Der von den europäischen Überschusswirtschaften geforderte Sparkurs hat viele südliche Schuldner entfremdet und eine demütigende und schmerzhafte Verschärfung erzwungen.
Merkel musste die lokalen Rechtskonservativen, die Sparmaßnahmen forderten, damit abwägen, dass die europäische Einheit für Frieden und Stabilität in Deutschland unverzichtbar bleibe. Euro und EU haben die Krise überstanden, aber interne Spaltungen werden offener, Brexit und Rechtspopulismus haben desaströse Folgen.
Die zweite Krise, die Merkel überlebte, war der Flüchtlingszustrom von 2015. In diesem Jahr kamen fast eine Million Migranten in Europa an, davon allein eine halbe Million Asylsuchende nach Deutschland, davon 750.000 im Folgejahr.

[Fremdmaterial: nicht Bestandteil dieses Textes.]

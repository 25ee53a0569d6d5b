//! `harness = false`: times the coalescing path in isolation, including
//! the linear free-list scan cost the design notes call out as the
//! tradeoff for fast-path simplicity.

use std::time::Instant;

use blockpool::{Pool, PoolConfig};

const ITERATIONS: u32 = 100_000;

fn main() {
    let pool = Pool::init(PoolConfig::new(4 * 1024 * 1024, 32)).expect("pool configuration should be valid");

    let start = Instant::now();
    for _ in 0..ITERATIONS {
        let ptr = pool
            .allocate(96)
            .expect("pool should not exhaust under steady-state reuse");
        pool.release(ptr.as_ptr());
    }
    let elapsed = start.elapsed();

    println!(
        "coalescing: {ITERATIONS} allocate/release pairs (3-block spans) in {elapsed:?} ({:.0}/sec), {} coalesces",
        ITERATIONS as f64 / elapsed.as_secs_f64(),
        pool.coalesce_count()
    );
}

Während die steigenden Migranten viele in Europa verängstigt haben, sagte Merkel bekanntlich: „Wir schaffen das“ und sendete eine humanitäre Botschaft, dass Deutschland Flüchtlinge willkommen heißt, von denen die Hälfte aus Syrien stammt. Diese mutige Aussage hat leider einige Anhänger Merkels nicht zufrieden gestellt und ihre Partei verlor bei den bevorstehenden Wahlen viele Sitze.

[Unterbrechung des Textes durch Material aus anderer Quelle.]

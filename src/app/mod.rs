//! Application-Layer: Controller, State, Events und Use-Cases.

pub mod command_log;
pub mod controller;
pub mod entity;
pub mod events;
pub mod export;
pub mod handlers;
pub mod history;
mod intent_mapping;
/// Application State
///
/// Dieses Modul verwaltet den Zustand der Session (Entitäten, Routing, Auswahl).
pub mod state;
pub mod use_cases;

pub use command_log::CommandLog;
pub use controller::AppController;
pub use entity::{EntityCategory, EntityRegistry, ScenarioEntity};
pub use events::{AppCommand, AppIntent};
pub use export::{export_finished_paths, ExportedPath, ExportedWaypoint};
pub use state::{AppState, RoutingState, SelectionState};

Merkels Außenpolitik beeindruckte die Asiaten am meisten. Die Kernprinzipien waren eine europäische und nordatlantische Allianz, ein starker Glaube an Multilateralismus und Handel und die feste Überzeugung, dass globale Lösungen am besten durch Verhandlungen und nicht durch militärische Interventionen gelöst werden können. Im Laufe der Zeit spiegelte dies eine Linie wider, die unabhängiger war als die der Vereinigten Staaten.
Im Jahr 2013 behauptete der Spiegel, dass die USA seit 2002 Merkels Telefon abhörten, was in Deutschland Empörung auslöste. Aber es war die Wahl von Präsident Donald Trump im Jahr 2016, die zu einem Überdenken der amerikanisch-europäischen Beziehungen führte. Im Mai 2017 machte Merkel nach den umstrittenen G7- und Nato-Treffen klar, dass Europa nicht mehr auf die USA und Großbritannien zählen könne und es an der Zeit sei, „unser Schicksal selbst in die Hand zu nehmen“.
Die beste Zusammenfassung von Merkels Philosophie ist ihre wundervolle Harvard Graduation Speech 2019. Ihre sechs Lektionen waren: „Machen Sie gemeinsame Aktionen für die gemäßigte Seitenwelt. Fragen Sie sich immer wieder: ‚Tue ich etwas, weil es richtig ist oder einfach weil es möglich ist?“ Nicht vergessen Freiheit ist keine Selbstverständlichkeit. Überraschen Sie sich mit dem, was möglich ist. Denken Sie daran, dass Offenheit immer Risiken birgt. Altes aufzugeben ist Teil eines Neuanfangs. Vor allem ist nichts selbstverständlich. Alles ist möglich.“
Die Quantenwissenschaftlerin Angela Merkel hat ihr ermöglicht, die neue Ära der „Quantenpolitik“ zu verstehen, in der der Politiker angesichts der enormen Unsicherheit erkennen muss, dass alles möglich und nichts selbstverständlich ist.
Aber sie war der moralischen Überzeugung, dass der beste Weg zum Frieden darin besteht, zusammenzuarbeiten, um zu heilen und einen besseren Start zu haben. Sie hatte den gesunden Menschenverstand, nach der Wahrheit zu suchen, da sie wusste, dass sie „Lügen nicht als Wahrheit und die Wahrheit als Lügen bezeichnen sollte“.
Während der Westen zu schweben schien, bewundern die anderen Deutschland und Europa, gerade weil Merkel die Tugenden der Demut, der Gelassenheit, der Stabilität und des einfachen gesunden Menschenverstands bewies. Vor allem Asien wird diese Qualitäten brauchen, um die kommenden Turbulenzen zu überstehen.
Andrew Sheng kommentiert das Weltgeschehen aus asiatischer Perspektive. Die hier geäußerten Meinungen sind seine eigenen.